How Cash Starved States can Create their Own Credit

by Ellen Brown

Hat tip:Global Research, March 3, 2009

webofdebt.com

“He that will not apply new remedies must expect new evils; for time is the greatest innovator.” Francis Bacon

On February 19, 2009, California narrowly escaped bankruptcy, when Governor Arnold Schwarzenneger put on his Terminator hat and held the state senate in lockdown mode until they signed a very controversial budget.1 If the vote had failed, the state was going to be reduced to paying its employees in I.O.U.s.
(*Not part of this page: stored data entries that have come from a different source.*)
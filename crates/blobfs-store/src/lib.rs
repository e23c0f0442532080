//! Filesystem blob store for blobfs.
//!
//! Blobs live in buckets under a single root directory. Each blob is one
//! file whose name carries a two-character content-type prefix, so the
//! directory tree alone is enough to rebuild the in-memory [`Index`].
//!
//! # Storage Backends
//!
//! All backends implement the [`BlobStorage`] trait:
//!
//! - [`FsBlobStore`] -- local directory tree, the authoritative store
//! - `RemoteStore` in `blobfs-remote` -- HTTP proxy to a running server
//!
//! # Design Rules
//!
//! 1. The filesystem is authoritative; the index is a derived cache.
//! 2. Every path is validated before it is joined onto the root.
//! 3. Mutations hold the store's write lock for their whole check-then-act
//!    sequence; reads share the read lock.
//! 4. Index/filesystem divergence surfaces as `Fatal`, never silently.

pub mod config;
pub mod engine;
pub mod index;
pub mod traits;

pub use config::{SetTypePolicy, StoreConfig};
pub use engine::FsBlobStore;
pub use index::{HydrateReport, Index};
pub use traits::{BlobReader, BlobStorage, BlobStream, ListEntry};
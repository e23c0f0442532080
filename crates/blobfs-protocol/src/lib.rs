//! HTTP wire protocol for blobfs.
//!
//! Shared by the server and the remote client so both sides agree on
//! routes, JSON bodies, and how [`BlobError`](blobfs_types::BlobError)s
//! travel as status codes.

pub mod endpoint;
pub mod message;
pub mod status;

pub use endpoint::{endpoints, HealthResponse};
pub use message::{ErrorBody, SetResponse, PROTOCOL_VERSION};
pub use status::{kind_for_status, status_for};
California avoided bankruptcy for the time being, but 46 of 50 states are insolvent and could be filing Chapter 9 bankruptcy proceedings in the next two years.

One of the four states that is not insolvent is an unlikely candidate for the distinction – North Dakota. As Michigan management consultant Charles Fleetham observed last month in an article distributed to his local media:

“North Dakota is a sparsely populated state of less than 700,000, known for cold weather, isolated farmers and a hit movie – Fargo. Yet, for some reason it defies the real estate cliché of location, location, location. Since 2000, the state’s GNP has grown 56%, personal income has grown 43%, and wages have grown 34%. This year the state has a budget surplus of $1.2 billion!”

What does the State of North Dakota have that other states don’t? The answer seems to be: its own bank. In fact, North Dakota has the only state-owned bank in the nation. The state legislature established the Bank of North Dakota in 1919. Fleetham writes that the bank was set up to free farmers and small businessmen from the clutches of out-of-state bankers and railroad men. By law, the state must deposit all its funds in the bank, and the state guarantees its deposits. Three elected officials oversee the bank: the governor, the attorney general, and the commissioner of agriculture. The bank’s stated mission is to deliver sound financial services that promote agriculture, commerce and industry in North Dakota. The bank operates as a bankers’ bank, partnering with private banks to loan money to farmers, real estate developers, schools and small businesses. It loans money to students (over 184,000 outstanding loans), and it purchases municipal bonds from public institutions.

Still, you may ask, how does that solve the solvency problem? Isn’t the state still limited to spending only the money it has? The answer is no. Certified, card-carrying bankers are allowed to do something nobody else can do: they can create “credit” with accounting entries on their books.